Oracle Linuxでは、yum-cronのインストール時に、デフォルトで2つのcrontabエントリが作成されます。これらは、/etc/cron.daily/0yum-daily.cronおよび/etc/cron.hourly/0yum-hourly.cronにあります。日次のcrontabエントリでは、/etc/yum/yum-cron.confにあるデフォルト構成を使用してyum-cronが実行されます。毎時のcrontabエントリでは、/etc/yum/yum-cron-hourly.confにある代替構成を使用してyum-cronが実行されます。複数の構成エントリとcrontabエントリを作成することで、様々なyum更新操作が実行される頻度を制御できます。たとえば、yumリポジトリ・メタデータを毎時間更新し、重要なセキュリティ更新を毎日適用できます。残りすべての更新を毎週または毎月適用するように構成を作成することもできます。

構成ファイルでは、yum-cronで管理する更新の種類、更新を適用するかダウンロードのみにするか、および更新の通知方法を制御するために、様々なパラメータを構成できます。デフォルトの構成ファイルには、各設定の説明を提供するコメントが付けられています。次の設定は重要です。

  • update_cmd

    このオプションは、yum- cronでダウンロードまたは適用される更新のタイプを制御します。次のオプションを使用できます。

    default

    すべての更新をフェッチします。

    security

    セキュリティ更新のみをフェッチします。

    security-severity:Critical

    重大度がCriticalのセキュリティ更新のみをフェッチします。

    minimal

    パッケージ更新情報バージョンの更新のみをフェッチします。

    minimal-security

    セキュリティ更新のみとしてマークされたパッケージ更新情報バージョンをフェッチします。

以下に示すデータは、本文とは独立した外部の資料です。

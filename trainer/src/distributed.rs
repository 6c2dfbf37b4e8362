use std::{io, num::NonZeroUsize, thread};

use comms::{Collective, LocalGroup, Solo, TcpGroup};
use log::info;
use machine_learning::MlErr;

use crate::{
    Result, TrainErr,
    config::{DistUrl, RunConfig},
};

/// How the ranks of a run are laid out.
#[derive(Debug, Clone, PartialEq, Eq)]
pub enum Topology {
    /// A single, non-distributed process.
    Single,
    /// Every rank is a thread of this process.
    Threads(NonZeroUsize),
    /// This process is one rank of a group meeting at `addr`.
    Tcp {
        rank: usize,
        world_size: usize,
        local_rank: usize,
        addr: String,
    },
}

impl Topology {
    /// Resolves the topology from the config and the launcher's environment.
    ///
    /// `RANK` and `WORLD_SIZE` make this process a TCP rank, its rendezvous is
    /// either the `tcp://` url or `MASTER_ADDR:MASTER_PORT`. Without them a
    /// `local://` url with a world size above one spawns threads.
    ///
    /// # Arguments
    /// * `config` - The run's configuration.
    /// * `var` - Looks up an environment variable.
    pub fn from_env(config: &RunConfig, var: impl Fn(&str) -> Option<String>) -> Result<Self> {
        let parse = |name: &str| -> Result<Option<usize>> {
            var(name)
                .map(|v| {
                    v.trim().parse().map_err(|_| {
                        TrainErr::InvalidConfig(format!("{name} must be a number, got {v}"))
                    })
                })
                .transpose()
        };

        if let (Some(rank), Some(world_size)) = (parse("RANK")?, parse("WORLD_SIZE")?) {
            if rank >= world_size {
                return Err(TrainErr::InvalidConfig(format!(
                    "RANK {rank} is out of range for WORLD_SIZE {world_size}"
                )));
            }

            let local_rank = parse("LOCAL_RANK")?.or(config.local_rank).unwrap_or(0);
            let addr = match &config.dist_url {
                DistUrl::Tcp(addr) => addr.clone(),
                DistUrl::Env | DistUrl::Local => {
                    let (Some(host), Some(port)) = (var("MASTER_ADDR"), var("MASTER_PORT")) else {
                        return Err(TrainErr::InvalidConfig(
                            "MASTER_ADDR and MASTER_PORT must be set for env:// rendezvous".into(),
                        ));
                    };
                    format!("{host}:{port}")
                }
            };

            return Ok(Self::Tcp {
                rank,
                world_size,
                local_rank,
                addr,
            });
        }

        if config.dist_url == DistUrl::Local && config.world_size.get() > 1 {
            return Ok(Self::Threads(config.world_size));
        }

        Ok(Self::Single)
    }

    pub fn world_size(&self) -> usize {
        match self {
            Self::Single => 1,
            Self::Threads(n) => n.get(),
            Self::Tcp { world_size, .. } => *world_size,
        }
    }

    /// Runs `run` once per local rank, each with its own handle to the group.
    ///
    /// # Returns
    /// The coordinator's result when it is local, otherwise this rank's. With
    /// threads the error of the rank that failed first in rank order wins over
    /// the ones raised because it left the group.
    pub fn launch<T, F>(self, run: F) -> Result<T>
    where
        T: Send,
        F: Fn(Box<dyn Collective>) -> Result<T> + Sync,
    {
        match self {
            Self::Single => {
                info!("not using distributed mode");
                run(Box::new(Solo))
            }
            Self::Threads(world_size) => {
                info!(world_size = world_size.get(); "spawning one thread per rank");
                let run = &run;

                let results: Vec<Result<T>> = thread::scope(|s| {
                    let handles: Vec<_> = LocalGroup::new(world_size)
                        .into_iter()
                        .enumerate()
                        .map(|(rank, group)| {
                            thread::Builder::new()
                                .name(format!("rank-{rank}"))
                                .spawn_scoped(s, move || run(Box::new(group)))
                        })
                        .collect::<io::Result<_>>()?;

                    Ok::<_, TrainErr>(
                        handles
                            .into_iter()
                            .enumerate()
                            .map(|(rank, h)| {
                                h.join().unwrap_or_else(|_| {
                                    Err(io::Error::other(format!("rank {rank} panicked")).into())
                                })
                            })
                            .collect(),
                    )
                })?;

                let mut coordinator = None;
                let mut failure: Option<TrainErr> = None;
                for result in results {
                    match result {
                        Ok(value) => {
                            coordinator.get_or_insert(value);
                        }
                        Err(e) => {
                            // the cause beats the ranks that only saw it leave
                            if failure.as_ref().is_none_or(left_the_group) {
                                failure = Some(e);
                            }
                        }
                    }
                }

                match failure {
                    Some(e) => Err(e),
                    None => coordinator.ok_or_else(|| io::Error::other("no rank was spawned").into()),
                }
            }
            Self::Tcp {
                rank,
                world_size,
                local_rank,
                addr,
            } => {
                info!(rank = rank, local_rank = local_rank; "joining process group at {addr}");
                let group = TcpGroup::connect(addr.as_str(), rank, world_size)?;
                run(Box::new(group))
            }
        }
    }
}

/// Whether `e` only reports that another rank abandoned the group.
fn left_the_group(e: &TrainErr) -> bool {
    let io = match e {
        TrainErr::Io(e) | TrainErr::Ml(MlErr::Io(e)) => e,
        _ => return false,
    };

    io.kind() == io::ErrorKind::ConnectionAborted
}

#[cfg(test)]
mod tests {
    use std::collections::HashMap;

    use clap::Parser;

    use super::*;
    use crate::cli::Args;

    fn config(flags: &[&str]) -> RunConfig {
        let argv: Vec<&str> = ["snn-mixer-train", "--epochs", "20"].into_iter().chain(flags.iter().copied()).collect();
        RunConfig::from_args(Args::try_parse_from(&argv).unwrap(), Vec::new()).unwrap()
    }

    fn env(pairs: &[(&str, &str)]) -> impl Fn(&str) -> Option<String> {
        let vars: HashMap<String, String> = pairs
            .iter()
            .map(|(k, v)| (k.to_string(), v.to_string()))
            .collect();
        move |name| vars.get(name).cloned()
    }

    #[test]
    fn no_launcher_variables_means_a_single_process() {
        let topology = Topology::from_env(&config(&[]), env(&[])).unwrap();
        assert_eq!(topology, Topology::Single);
        assert_eq!(topology.world_size(), 1);
    }

    #[test]
    fn local_url_spawns_threads() {
        let topology = Topology::from_env(
            &config(&["--dist-url", "local://", "--world-size", "3"]),
            env(&[]),
        )
        .unwrap();
        assert_eq!(topology, Topology::Threads(NonZeroUsize::new(3).unwrap()));
    }

    #[test]
    fn env_rendezvous_reads_master_address() {
        let vars = env(&[
            ("RANK", "1"),
            ("WORLD_SIZE", "2"),
            ("LOCAL_RANK", "1"),
            ("MASTER_ADDR", "127.0.0.1"),
            ("MASTER_PORT", "29500"),
        ]);
        let topology = Topology::from_env(&config(&[]), vars).unwrap();

        assert_eq!(
            topology,
            Topology::Tcp {
                rank: 1,
                world_size: 2,
                local_rank: 1,
                addr: "127.0.0.1:29500".into(),
            }
        );
    }

    #[test]
    fn bad_launcher_variables_are_rejected() {
        for pairs in [
            &[("RANK", "2"), ("WORLD_SIZE", "2"), ("MASTER_ADDR", "h"), ("MASTER_PORT", "1")][..],
            &[("RANK", "0"), ("WORLD_SIZE", "2")],
            &[("RANK", "x"), ("WORLD_SIZE", "2")],
        ] {
            assert!(matches!(
                Topology::from_env(&config(&[]), env(pairs)),
                Err(TrainErr::InvalidConfig(_))
            ));
        }
    }

    #[test]
    fn threads_return_the_coordinators_result() {
        let topology = Topology::Threads(NonZeroUsize::new(3).unwrap());
        let out = topology
            .launch(|mut group| {
                let mut buf = [group.rank() as f32 + 1.];
                group.all_reduce_sum(&mut buf)?;
                Ok((group.rank(), buf[0]))
            })
            .unwrap();

        assert_eq!(out, (0, 6.));
    }

    #[test]
    fn a_failing_thread_rank_does_not_hang_the_others() {
        let topology = Topology::Threads(NonZeroUsize::new(3).unwrap());
        let out = topology.launch(|mut group| {
            if group.rank() == 1 {
                return Err(TrainErr::Checkpoint("disk full".into()));
            }

            for _ in 0..3 {
                group.barrier()?;
            }
            Ok(group.rank())
        });

        assert!(matches!(out, Err(TrainErr::Checkpoint(msg)) if msg == "disk full"));
    }
}
use std::num::NonZeroUsize;

use crate::{MlErr, Result};

/// The position of one rank within a data parallel group.
#[derive(Debug, Clone, Copy, PartialEq, Eq)]
pub struct ShardSpec {
    pub rank: usize,
    pub world_size: NonZeroUsize,
}

impl ShardSpec {
    pub fn new(rank: usize, world_size: NonZeroUsize) -> Result<Self> {
        if rank >= world_size.get() {
            return Err(MlErr::InvalidConfig(format!(
                "rank {rank} is out of range for a world of {world_size}"
            )));
        }

        Ok(Self { rank, world_size })
    }

    /// The amount of samples every rank sees, `ceil(total / world_size)`.
    #[inline]
    pub fn num_samples(self, total: usize) -> usize {
        total.div_ceil(self.world_size.get())
    }

    /// `total` rounded up to a multiple of the world size.
    #[inline]
    pub fn padded_len(self, total: usize) -> usize {
        self.num_samples(total) * self.world_size.get()
    }

    /// Pads `indices` by wrapping around to `padded_len` and keeps this rank's
    /// strided share, `indices[rank], indices[rank + world], ...`.
    pub fn select(self, mut indices: Vec<usize>) -> Vec<usize> {
        let total = indices.len();
        if total == 0 {
            return indices;
        }

        let padded = self.padded_len(total);
        for i in total..padded {
            indices.push(indices[i % total]);
        }

        indices
            .into_iter()
            .skip(self.rank)
            .step_by(self.world_size.get())
            .collect()
    }
}

#[cfg(test)]
mod tests {
    use super::*;

    fn spec(rank: usize, world: usize) -> ShardSpec {
        ShardSpec::new(rank, NonZeroUsize::new(world).unwrap()).unwrap()
    }

    #[test]
    fn uneven_totals_are_padded_by_wrapping() {
        let indices: Vec<_> = (0..10).collect();

        assert_eq!(spec(0, 4).select(indices.clone()), vec![0, 4, 8]);
        assert_eq!(spec(2, 4).select(indices.clone()), vec![2, 6, 0]);
        assert_eq!(spec(3, 4).select(indices), vec![3, 7, 1]);
        assert_eq!(spec(0, 4).padded_len(10), 12);
    }

    #[test]
    fn ranks_outside_the_world_are_rejected() {
        assert!(ShardSpec::new(3, NonZeroUsize::new(3).unwrap()).is_err());
    }
}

    minimal-security-severity:Critical

    重大度がCriticalのセキュリティ更新としてマークされたパッケージ更新情報バージョンをフェッチします。

    更新を適用するための停止時間をスケジュールする必要がある基幹システムの場合、重大度Criticalを指定することで、最小限のセキュリティ更新のみをインストールするようにyum-cronに指示できます。次に例を示します。

    update_cmd = minimal-security-severity:Critical
                      

    カーネル・パッチおよび更新のための予定停止時間を最小限に抑える場合は、Oracle Kspliceの使用も検討してください。詳細は、Oracle Linux: Kspliceユーザーズ・ガイドの「Kspliceについて」を参照してください。

  • apply_updates

    デフォルトでは、yum-cronインタフェースはdownload_updates設定が指定されている場合、更新をダウンロードします。ただし、それらは適用されません。この動作を変更するには、次のようにapply_updates設定を変更します。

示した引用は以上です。